Eine Abordnung der Sauer & Schmidt - Stiftung stattete der Vizelandrätin Susanne Simmler einen Antrittsbesuch im Main-Kinzig-Forum ab.
Hintergrund war, dass Frau Simmler seit ihrer Amtsübernahme zuständige Dezernentin des Kommunalen Centers für Arbeit und des Sozialamtes ist und die beiden Dienststellen seitens der Stiftung für die Bearbeitung ihrer Fälle in sehr starkem Maße beansprucht werden. Stellvertretender Vorsitzender Hans Jürgen Freund betonte die hervorragende Zusammenarbeit zwischen Stiftung und den Dienststellen in der Vergangenheit. KCA und Sozialamt wurden bei dem Gespräch vom ehemaligen Sozialamtschef Klaus Pichl vertreten.
Susanne Simmler zeigte sich exzellent informiert über die Arbeit der 2002 gegründeten Stiftung und zugleich beeindruckt von dem ehrenamtlichen Engagement der 7 Vorstandsmitglieder und 4 Behördenbegleiterinnen. Der stellvertretende Vorsitzende umriss die Aufgaben und Arbeiten der Stiftung und wies auf die Unterstützung von Botschafter Rudi Cerne und Daniela Schadt, der Lebensgefährtin von Bundespräsident Gauck, hin.
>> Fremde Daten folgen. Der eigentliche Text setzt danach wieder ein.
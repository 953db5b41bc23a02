//! # Storage Layer
//!
//! This module defines the repository interface for the two document
//! collections: versioned snippets and large files. The
//! [`SnippetStore`] trait lets the upper layers work against different
//! backends without knowing which one is wired in.
//!
//! ## Shape of the data
//!
//! Each collection is a set of rows keyed by a `Uuid`. Every query is
//! partitioned by `owner_id`; there is no cross-owner operation.
//! Snippet rows additionally form version chains: all rows sharing
//! `(owner_id, name)`, ordered by `version`.
//!
//! ## Write contracts
//!
//! - [`SnippetStore::insert_snippet`] MUST reject a row whose
//!   `(owner_id, name, version)` already exists with
//!   [`SnipError::Conflict`]. This is the uniqueness constraint that
//!   lets the save path detect two concurrent writers computing the
//!   same next version: the loser re-reads and retries.
//! - [`SnippetStore::insert_file`] MUST reject a second *active* row
//!   for the same `(owner_id, name)` the same way; large files are
//!   unversioned and hold one live row per name.
//! - Updates replace a row by id and fail with [`SnipError::NotFound`]
//!   when the row is gone.
//!
//! ## TTL expiry
//!
//! Soft-deleted rows carry `deleted_expires_at`. Every implementation
//! expunges rows past that timestamp as part of touching its
//! collections, the way a document store's TTL index would. Callers
//! never schedule or poll for expiry; they only set the timestamp.
//!
//! ## Implementations
//!
//! - [`fs::FileStore`]: JSON document files on disk, atomic writes.
//! - [`memory::MemoryStore`]: `RwLock`-guarded maps, used in tests and
//!   embedded deployments.
//! - [`null::NullStore`]: persistence disabled; reads empty, writes
//!   succeed and drop the data.

use crate::error::Result;
use crate::model::{FileRow, SnippetRow};
use uuid::Uuid;

pub mod fs;
pub mod memory;
pub mod null;

/// Abstract interface over the snippet and large-file collections.
///
/// All methods take `&self`; implementations handle their own interior
/// locking since callers are concurrent request handlers.
pub trait SnippetStore {
    // --- Snippet collection ---

    /// Insert a new version row. Fails with `Conflict` if a row with
    /// the same `(owner_id, name, version)` already exists.
    fn insert_snippet(&self, row: &SnippetRow) -> Result<()>;

    /// Replace an existing row by id (soft-delete/restore state flips).
    fn update_snippet(&self, row: &SnippetRow) -> Result<()>;

    /// Physically remove a row.
    fn remove_snippet(&self, owner_id: i64, id: &Uuid) -> Result<()>;

    /// Point lookup by id, scoped to the owner.
    fn snippet_by_id(&self, owner_id: i64, id: &Uuid) -> Result<Option<SnippetRow>>;

    /// Every row of a version chain, active or not, unordered.
    fn snippet_versions(&self, owner_id: i64, name: &str) -> Result<Vec<SnippetRow>>;

    /// All active rows for the owner (all chains, all versions).
    fn active_snippets(&self, owner_id: i64) -> Result<Vec<SnippetRow>>;

    /// All soft-deleted, not-yet-expired rows for the owner.
    fn deleted_snippets(&self, owner_id: i64) -> Result<Vec<SnippetRow>>;

    // --- Large-file collection ---

    /// Insert a new file row. Fails with `Conflict` if an active row
    /// with the same `(owner_id, name)` already exists.
    fn insert_file(&self, row: &FileRow) -> Result<()>;

    /// Replace an existing file row by id.
    fn update_file(&self, row: &FileRow) -> Result<()>;

    /// Physically remove a file row.
    fn remove_file(&self, owner_id: i64, id: &Uuid) -> Result<()>;

    fn file_by_id(&self, owner_id: i64, id: &Uuid) -> Result<Option<FileRow>>;

    /// The live (active) row for a name, if any.
    fn file_by_name(&self, owner_id: i64, name: &str) -> Result<Option<FileRow>>;

    fn active_files(&self, owner_id: i64) -> Result<Vec<FileRow>>;

    fn deleted_files(&self, owner_id: i64) -> Result<Vec<FileRow>>;
}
Reinhardt Wetjen, der als neues Vorstandsmitglied und designierter stellvertretender Vorsitzender und damit Nachfolger von Freund, an dem Gespräch teilnahm, stellte ebenso wie Günter Oswald schwierige Fälle aus der Stiftung aber auch im Stadtladen vor. „Wir haben dabei stets die lobenswerte fachliche Unterstützung von KCA und Sozialamt“ resümierten Beide und baten, das Kompliment auch an die Mitarbeiter weiterzugeben. Hans Jürgen Freund dokumentierte einen seiner schwierigsten Fälle, der für eine Hartz-IV-Familie gegenüber der Stadt Frankfurt nach 255 Tagen Arbeit endlich mit der HR-Sendung defacto einen Erfolg und die Bezahlung des der Familie zustehenden Bestattungsgeldes von über 4.000 Euro verbuchen konnte. „Das war nur unserer Beharrlichkeit und der engagierten Mithilfe des HR-Moderators Robert Hübner und seines defacto-Teams zu verdanken“
Auch das gegenwärtige Projekt der Beschaffung eines Assistenzhundes für ein stark traumatisiertes Gewaltopfer mit einem Finanzvolumen von 16-20.000 Euro wurde mit Frau Simmler besprochen. „Wir sind hier auf einem sehr guten Weg, können aber noch Spenden dafür brauchen“ betonte Hans Jürgen Freund.
Einmütig belegten die Stiftungsvertreter, dass es, ausgenommen bei den Dienststellen des Kreises, immer schwieriger werde und in manchen Fällen sogar Dienststellenleiter oder gar Aufsichtsbehörden einbezogen werden mussten. „Das ist eine für ehrenamtlich Tätige schlimme Entwicklung, der entgegengewirkt werden muss“, bilanzierte Freund.
Vizelandrätin Susanne Simmler betonte, dass sie, wie auch der frühere Dezernent Erich Pipa, die ehrenamtliche Arbeit der Sauer & Schmidt - Stiftung sehr schätze und unterstützen werde. „Bei mir finden Sie immer eine offene Tür und ein offenes Ohr“ gab sie den Stiftungsvertretern mit auf den Weg und lud sie im Falle von Problemen zwischen ihrer Verwaltung und der Stiftung zum fairen, offenen Gespräch ein. (jFd.)
Foto: Vertreter der Sauer & Schmidt - Stiftung besuchten Vizelandrätin: Günter Oswald (von links), Erste Kreisbeigeordnete Susanne Simmler, Hans Jürgen Freund und Reinhardt Wetjen.